The mapAmobile service, launched last month across Britain, charges $48 a year, plus about 50 cents per request. It claims accuracy to within 50 yards.
Even more precise services are likely in the United States within the next year as more phone models come with global positioning system chips already installed.
The Carphone Warehouse PLC, which runs the British service, touts it as offering parents peace of mind or allowing businesses to check on the whereabouts of staff.
"We are responding to a real consumer need by bringing to the market a reliable, affordable and effective way for people to locate each other without disturbing them," said chief executive Andrew Harrison.
The consent of the cell phone owner is required, said Harrison.
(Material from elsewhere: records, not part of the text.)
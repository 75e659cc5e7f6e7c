// =============================================================================
// Williams %R
// =============================================================================
//
//   %R = (HH - close) / (HH - LL) * -100
//
// Bounded to [-100, 0]; a zero high/low range yields 0.
// =============================================================================

use super::stats;

/// Compute Williams %R. Element `i` corresponds to input index
/// `i + period - 1`; unequal inputs are truncated to the shortest.
///
/// # Edge cases
/// - `period == 0` or fewer than `period` bars => empty vec
/// - HH == LL => 0.0
pub fn calculate_williams_r(high: &[f64], low: &[f64], close: &[f64], period: usize) -> Vec<f64> {
    let n = high.len().min(low.len()).min(close.len());
    let highest = stats::rolling_max(&high[..n], period);
    let lowest = stats::rolling_min(&low[..n], period);

    highest
        .iter()
        .zip(&lowest)
        .enumerate()
        .map(|(i, (&hh, &ll))| {
            let range = hh - ll;
            if range == 0.0 {
                return 0.0;
            }
            let c = close[stats::source_index(i, period)];
            ((hh - c) / range * -100.0).clamp(-100.0, 0.0)
        })
        .collect()
}

pub fn current_williams_r(high: &[f64], low: &[f64], close: &[f64], period: usize) -> Option<f64> {
    calculate_williams_r(high, low, close, period).last().copied()
}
Even so, privacy advocates say there's potential for abuse.
"Given that we know that schoolboys have hacked into the Pentagon computer, nothing is secure," said Barry Hugill of the rights group Liberty. "Once the technology is there, it is there to be abused and I find it very hard to believe that it would be watertight. Potentially we could see stalkers moving in on the act."
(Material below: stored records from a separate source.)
// =============================================================================
// Shared windowing and statistics helpers
// =============================================================================
//
// Every rolling helper follows the same policy as the indicators built on it:
// one output per complete window, empty output when `period == 0` or the
// input is shorter than `period`.
//
//   rolling_sum        compensated running total, O(n)
//   rolling_max/min    monotonic deque of candidate indices, O(n)
//   rolling_std_dev    shifted running sum / sum of squares, O(n)
//   rolling_mean_abs_deviation
//                      Fenwick trees over value ranks, O(n log n)
//
// Both dispersion helpers report exactly 0 for a window whose max equals its
// min.
// =============================================================================

use std::collections::VecDeque;

/// True when `period` is usable against a series of length `len`.
#[inline]
pub fn has_window(len: usize, period: usize) -> bool {
    period > 0 && len >= period
}

/// Number of complete windows of `period` over `len` samples.
#[inline]
pub fn window_count(len: usize, period: usize) -> usize {
    if has_window(len, period) {
        len - period + 1
    } else {
        0
    }
}

/// Map an output index of a simple windowed indicator back to the index of
/// the input sample that closes its window.
#[inline]
pub fn source_index(output_index: usize, period: usize) -> usize {
    output_index + period.saturating_sub(1)
}

/// Neumaier-compensated accumulator.
///
/// Removing a sample is `add(-x)`. The low-order bits lost when a large value
/// enters the running total are carried in `compensation`, so they come back
/// once that value leaves again.
#[derive(Debug, Clone, Copy, Default)]
pub struct CompensatedSum {
    sum: f64,
    compensation: f64,
}

impl CompensatedSum {
    pub fn add(&mut self, x: f64) {
        let t = self.sum + x;
        if self.sum.abs() >= x.abs() {
            self.compensation += (self.sum - t) + x;
        } else {
            self.compensation += (x - t) + self.sum;
        }
        self.sum = t;
    }

    /// Fold another accumulator in without losing its compensation term.
    pub fn merge(&mut self, other: &CompensatedSum) {
        self.add(other.sum);
        self.add(other.compensation);
    }

    pub fn value(&self) -> f64 {
        self.sum + self.compensation
    }
}

/// Sum of each window of `period` consecutive samples.
pub fn rolling_sum(data: &[f64], period: usize) -> Vec<f64> {
    if !has_window(data.len(), period) {
        return Vec::new();
    }

    let mut result = Vec::with_capacity(window_count(data.len(), period));
    let mut sum = CompensatedSum::default();
    for &x in &data[..period] {
        sum.add(x);
    }
    result.push(sum.value());

    for i in period..data.len() {
        sum.add(data[i]);
        sum.add(-data[i - period]);
        result.push(sum.value());
    }
    result
}

/// Highest value of each window of `period` consecutive samples.
pub fn rolling_max(data: &[f64], period: usize) -> Vec<f64> {
    rolling_extreme(data, period, |candidate, incoming| candidate <= incoming)
}

/// Lowest value of each window of `period` consecutive samples.
pub fn rolling_min(data: &[f64], period: usize) -> Vec<f64> {
    rolling_extreme(data, period, |candidate, incoming| candidate >= incoming)
}

/// `dominated(candidate, incoming)` returns true when `candidate` can never be
/// the window extreme again once `incoming` has entered the window.
fn rolling_extreme<F>(data: &[f64], period: usize, dominated: F) -> Vec<f64>
where
    F: Fn(f64, f64) -> bool,
{
    if !has_window(data.len(), period) {
        return Vec::new();
    }

    let mut result = Vec::with_capacity(window_count(data.len(), period));
    // Indices with values strictly ordered from front (extreme) to back.
    let mut deque: VecDeque<usize> = VecDeque::with_capacity(period);

    for (i, &value) in data.iter().enumerate() {
        while let Some(&back) = deque.back() {
            if dominated(data[back], value) {
                deque.pop_back();
            } else {
                break;
            }
        }
        deque.push_back(i);

        if let Some(&front) = deque.front() {
            if front + period <= i {
                deque.pop_front();
            }
        }

        if i + 1 >= period {
            if let Some(&front) = deque.front() {
                result.push(data[front]);
            }
        }
    }
    result
}

/// Arithmetic mean. Returns 0.0 for an empty slice.
pub fn mean(window: &[f64]) -> f64 {
    if window.is_empty() {
        return 0.0;
    }
    window.iter().sum::<f64>() / window.len() as f64
}

/// Population standard deviation (divides by N) of each window.
///
/// Sums are taken over `x - median(data)` so the variance subtraction does
/// not cancel against the magnitude of the prices themselves.
pub fn rolling_std_dev(data: &[f64], period: usize) -> Vec<f64> {
    if !has_window(data.len(), period) {
        return Vec::new();
    }

    let mut scratch = data.to_vec();
    let mid = scratch.len() / 2;
    let (_, &mut shift, _) = scratch.select_nth_unstable_by(mid, f64::total_cmp);
    let n = period as f64;
    let highs = rolling_max(data, period);
    let lows = rolling_min(data, period);

    let mut sum = CompensatedSum::default();
    let mut sum_sq = CompensatedSum::default();
    let mut result = Vec::with_capacity(window_count(data.len(), period));

    for (i, &x) in data.iter().enumerate() {
        let d = x - shift;
        sum.add(d);
        sum_sq.add(d * d);
        if i >= period {
            let d = data[i - period] - shift;
            sum.add(-d);
            sum_sq.add(-(d * d));
        }
        if i + 1 < period {
            continue;
        }

        let w = i + 1 - period;
        if highs[w] == lows[w] {
            result.push(0.0);
            continue;
        }
        let s = sum.value();
        let variance = (sum_sq.value() - s * s / n) / n;
        result.push(variance.max(0.0).sqrt());
    }
    result
}

/// Prefix counts and sums over value ranks.
struct RankTree {
    counts: Vec<i64>,
    sums: Vec<CompensatedSum>,
}

impl RankTree {
    fn new(ranks: usize) -> Self {
        Self {
            counts: vec![0; ranks + 1],
            sums: vec![CompensatedSum::default(); ranks + 1],
        }
    }

    fn update(&mut self, rank: usize, count: i64, value: f64) {
        let mut i = rank + 1;
        while i < self.counts.len() {
            self.counts[i] += count;
            self.sums[i].add(value);
            i += i & i.wrapping_neg();
        }
    }

    /// Count and sum of every entry with rank `< rank`.
    fn prefix(&self, rank: usize) -> (i64, f64) {
        let mut count = 0;
        let mut sum = CompensatedSum::default();
        let mut i = rank;
        while i > 0 {
            count += self.counts[i];
            sum.merge(&self.sums[i]);
            i -= i & i.wrapping_neg();
        }
        (count, sum.value())
    }
}

/// Mean absolute deviation of each window around that window's mean.
///
/// With `m` the mean, `Σ|x - m|` splits into `m·below - Σbelow` plus
/// `Σabove - m·above`, and both counts and sums come from a Fenwick tree
/// keyed by the rank of each value in the sorted input.
pub fn rolling_mean_abs_deviation(data: &[f64], period: usize) -> Vec<f64> {
    if !has_window(data.len(), period) {
        return Vec::new();
    }

    let mut sorted = data.to_vec();
    sorted.sort_by(|a, b| a.total_cmp(b));
    sorted.dedup_by(|a, b| a.total_cmp(b).is_eq());
    let rank_of = |x: f64| sorted.partition_point(|&v| v.total_cmp(&x).is_lt());

    let n = period as f64;
    let sums = rolling_sum(data, period);
    let highs = rolling_max(data, period);
    let lows = rolling_min(data, period);

    let mut tree = RankTree::new(sorted.len());
    let mut result = Vec::with_capacity(sums.len());

    for (i, &x) in data.iter().enumerate() {
        tree.update(rank_of(x), 1, x);
        if i >= period {
            let out = data[i - period];
            tree.update(rank_of(out), -1, -out);
        }
        if i + 1 < period {
            continue;
        }

        let w = i + 1 - period;
        if highs[w] == lows[w] {
            result.push(0.0);
            continue;
        }
        let total = sums[w];
        let center = total / n;
        let split = sorted.partition_point(|&v| v <= center);
        let (below_count, below_sum) = tree.prefix(split);
        let above_count = period as i64 - below_count;
        let above_sum = total - below_sum;

        let below_dev = (center * below_count as f64 - below_sum).max(0.0);
        let above_dev = (above_sum - center * above_count as f64).max(0.0);
        result.push((below_dev + above_dev) / n);
    }
    result
}

#[cfg(test)]
mod tests {
    use super::*;

    fn naive_max(data: &[f64], period: usize) -> Vec<f64> {
        data.windows(period)
            .map(|w| w.iter().cloned().fold(f64::MIN, f64::max))
            .collect()
    }

    fn naive_min(data: &[f64], period: usize) -> Vec<f64> {
        data.windows(period)
            .map(|w| w.iter().cloned().fold(f64::MAX, f64::min))
            .collect()
    }

    // ---- window bookkeeping ----------------------------------------------

    #[test]
    fn window_count_policy() {
        assert_eq!(window_count(0, 5), 0);
        assert_eq!(window_count(10, 0), 0);
        assert_eq!(window_count(2, 5), 0);
        assert_eq!(window_count(5, 5), 1);
        assert_eq!(window_count(10, 3), 8);
    }

    #[test]
    fn source_index_offsets_by_period() {
        assert_eq!(source_index(0, 3), 2);
        assert_eq!(source_index(4, 1), 4);
        assert_eq!(source_index(0, 0), 0);
    }

    // ---- rolling_sum -----------------------------------------------------

    #[test]
    fn rolling_sum_basic() {
        let sums = rolling_sum(&[1.0, 2.0, 3.0, 4.0, 5.0], 2);
        assert_eq!(sums, vec![3.0, 5.0, 7.0, 9.0]);
    }

    #[test]
    fn rolling_sum_degenerate() {
        assert!(rolling_sum(&[], 3).is_empty());
        assert!(rolling_sum(&[1.0, 2.0], 0).is_empty());
        assert!(rolling_sum(&[1.0, 2.0], 3).is_empty());
    }

    // ---- rolling extremes ------------------------------------------------

    #[test]
    fn rolling_extremes_match_naive_scan() {
        let data = vec![
            5.0, 3.0, 8.0, 8.0, 1.0, 7.0, 2.0, 9.0, 4.0, 4.0, 6.0, 0.5, 3.3, 10.0, 2.2,
        ];
        for period in 1..=data.len() {
            assert_eq!(rolling_max(&data, period), naive_max(&data, period), "max p={period}");
            assert_eq!(rolling_min(&data, period), naive_min(&data, period), "min p={period}");
        }
    }

    #[test]
    fn rolling_extremes_degenerate() {
        assert!(rolling_max(&[], 2).is_empty());
        assert!(rolling_min(&[1.0], 0).is_empty());
        assert!(rolling_min(&[1.0], 2).is_empty());
    }

    // ---- compensated sums --------------------------------------------------

    #[test]
    fn rolling_sum_recovers_after_large_outlier() {
        let sums = rolling_sum(&[1e17, 1.0, 2.0, 3.0, 4.0], 2);
        assert_eq!(sums.len(), 4);
        assert_eq!(&sums[1..], &[3.0, 5.0, 7.0]);
    }

    #[test]
    fn compensated_sum_cancels_exactly() {
        let mut acc = CompensatedSum::default();
        for x in [0.1, 1e16, 0.2, -1e16, 0.3] {
            acc.add(x);
        }
        assert!((acc.value() - 0.6).abs() < 1e-15);
    }

    // ---- dispersion --------------------------------------------------------

    fn naive_std_dev(data: &[f64], period: usize) -> Vec<f64> {
        data.windows(period)
            .map(|w| {
                let m = mean(w);
                (w.iter().map(|x| (x - m).powi(2)).sum::<f64>() / period as f64).sqrt()
            })
            .collect()
    }

    fn naive_mean_abs_deviation(data: &[f64], period: usize) -> Vec<f64> {
        data.windows(period)
            .map(|w| {
                let m = mean(w);
                w.iter().map(|x| (x - m).abs()).sum::<f64>() / period as f64
            })
            .collect()
    }

    fn wavy(n: usize) -> Vec<f64> {
        (0..n)
            .map(|i| 250.0 + (i as f64 * 0.37).sin() * 9.0 + (i % 4) as f64 * 0.5)
            .collect()
    }

    #[test]
    fn rolling_std_dev_matches_naive_scan() {
        let data = wavy(90);
        for period in [1, 2, 5, 20, 90] {
            let fast = rolling_std_dev(&data, period);
            let slow = naive_std_dev(&data, period);
            assert_eq!(fast.len(), slow.len());
            for (a, b) in fast.iter().zip(&slow) {
                assert!((a - b).abs() < 1e-7, "period {period}: {a} vs {b}");
            }
        }
    }

    #[test]
    fn rolling_std_dev_known_value() {
        // Population std dev of [2,4,4,4,5,5,7,9] is 2.
        let sd = rolling_std_dev(&[2.0, 4.0, 4.0, 4.0, 5.0, 5.0, 7.0, 9.0], 8);
        assert!((sd[0] - 2.0).abs() < 1e-12);
    }

    #[test]
    fn rolling_mean_abs_deviation_matches_naive_scan() {
        let mut data = wavy(90);
        // Repeated values exercise the rank bookkeeping.
        data[10] = data[3];
        data[40] = data[3];
        for period in [1, 2, 4, 17, 90] {
            let fast = rolling_mean_abs_deviation(&data, period);
            let slow = naive_mean_abs_deviation(&data, period);
            assert_eq!(fast.len(), slow.len());
            for (a, b) in fast.iter().zip(&slow) {
                assert!((a - b).abs() < 1e-9, "period {period}: {a} vs {b}");
            }
        }
    }

    #[test]
    fn mean_abs_deviation_known_value() {
        // mean 2.5 => |dev| = 1.5, 0.5, 0.5, 1.5 => 1.0
        let mad = rolling_mean_abs_deviation(&[1.0, 2.0, 3.0, 4.0], 4);
        assert!((mad[0] - 1.0).abs() < 1e-12);
    }

    #[test]
    fn flat_windows_have_zero_dispersion() {
        let mut data = vec![0.1; 30];
        data.extend([5.0, 0.1, 0.1, 0.1]);
        let sd = rolling_std_dev(&data, 10);
        let mad = rolling_mean_abs_deviation(&data, 10);
        assert_eq!(sd[0], 0.0);
        assert_eq!(mad[0], 0.0);
        assert!(sd[21] > 0.0 && mad[21] > 0.0);
    }

    #[test]
    fn dispersion_after_large_outlier() {
        let data = [1e17, 1.0, 3.0, 1.0, 3.0];
        let sd = rolling_std_dev(&data, 2);
        let mad = rolling_mean_abs_deviation(&data, 2);
        for w in 1..4 {
            assert!((sd[w] - 1.0).abs() < 1e-9, "sd[{w}] = {}", sd[w]);
            assert!((mad[w] - 1.0).abs() < 1e-9, "mad[{w}] = {}", mad[w]);
        }
    }

    #[test]
    fn dispersion_degenerate() {
        assert!(rolling_std_dev(&[], 3).is_empty());
        assert!(rolling_std_dev(&[1.0], 0).is_empty());
        assert!(rolling_mean_abs_deviation(&[1.0, 2.0], 3).is_empty());
        assert_eq!(mean(&[]), 0.0);
    }
}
The service is available from Britain's four main wireless operators, Vodafone Group PLC, Orange SA, mmO2 PLC and T-Mobile International AG, and smaller operators Virgin, Fresh and 3 Mobile are expected to join too.
Kate Marriot of the Mobile Data Association, an industry association, said mapAmobile was the first service "to be launched on such a large-scale commercial basis."
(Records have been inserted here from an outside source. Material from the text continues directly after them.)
//! Biztel call center API client
//!
//! Lists completed queue calls for a time window and downloads their
//! recordings.
//!
//! - `GET /public/api/v1/queue_log`: paged listing
//! - `GET /public/api/v1/monitor/{request_id}`: recording download
//!
//! Requests carry `Authorization: Token <api key>` and pass through a
//! `governor` rate limiter. Transient failures (429, 5xx, timeouts) are
//! retried with the configured [`RetryPolicy`] before surfacing.

use async_stream::try_stream;
use async_trait::async_trait;
use chrono::{DateTime, FixedOffset, NaiveDateTime, TimeZone, Utc};
use futures::stream::{BoxStream, StreamExt};
use governor::{Quota, RateLimiter};
use reqwest::header::{AUTHORIZATION, CONTENT_TYPE};
use reqwest::{Client, StatusCode};
use serde::{Deserialize, Serialize};
use std::collections::HashSet;
use std::num::NonZeroU32;
use std::time::Duration;
use thiserror::Error;

use super::retry_policy::{RetryPolicy, Retryable};
use crate::models::CallMetadata;

const QUEUE_LOG_PATH: &str = "/public/api/v1/queue_log";
const MONITOR_PATH: &str = "/public/api/v1/monitor";
const PROVIDER_TIME_FORMAT: &str = "%Y-%m-%d %H:%M:%S";

/// Largest page the queue log endpoint accepts
pub const MAX_PAGE_SIZE: usize = 10_000;

/// Provider errors
#[derive(Debug, Clone, Error, PartialEq, Eq)]
pub enum ProviderError {
    /// Credentials rejected; fatal for the whole run
    #[error("Biztel authentication failed: {0}")]
    Auth(String),

    /// Call or recording no longer available
    #[error("Not found at Biztel: {0}")]
    NotFound(String),

    /// Rate limit, server error or network failure
    #[error("Transient Biztel error: {0}")]
    Transient(String),

    #[error("Requested window of {requested_hours}h exceeds Biztel retention of {retention_hours}h")]
    WindowTooWide {
        requested_hours: i64,
        retention_hours: i64,
    },

    #[error("Biztel API error {0}: {1}")]
    Api(u16, String),

    #[error("Failed to parse Biztel response: {0}")]
    Parse(String),

    #[error("Biztel client misconfigured: {0}")]
    Configuration(String),
}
MapAmobile locates users by tracing the unique identifier each cell phone transmits and triangulating between the network towers that transmit and receive signals to and from phones.
Law enforcement agencies have used this method to track suspects for years, though accuracy varies between urban and rural areas. Last year, the FBI arrested a man accused of planting pipe bombs in Midwestern mailboxes after he turned on his cell phone in Nevada.
Location requests can be made to mapAmobile using text messaging, by calling a toll-free number or on the Internet. It is available 24 hours a day, but will only work if the mobile phone of the person being traced is switched on.
The provider says safeguards are in place to protect civil liberties. Not only do cell phone users have to consent to being tracked, they are sent regular text messages reminding them their phones can be traced and that they can request a list of people who can locate them.
Niki Torrance, a spokeswoman for MI International, the British company that created the technology, said thousands of people have signed on.
Torrance also said her company is talking to potential partners in the United States and continental Europe, and said the service could be available to U.S. consumers this fall.
Similar tracking services that aim to help parents or caretakers are already available in the United States using GPS technology, including Digital Angel, which uses a pager-like unit worn by the person being traced.
GPS is more accurate than cell phone tower triangulation, which is why it is being added to many new phones to help emergency crews respond to 911 calls from wireless phones.
As more phones get such chips, some U.S. wireless carriers are exploring using them to offer location-tracking services similar to mapAmobile.
Verizon Wireless, the largest U.S. carrier, could launch such a service next year, spokesman Jim Gerace said. He said it could be popular among companies with big vehicle fleets that want to track the positions of their drivers.
As for privacy, Gerace noted that it is very easy for users to set their phones so they transmit GPS information only on 911 calls.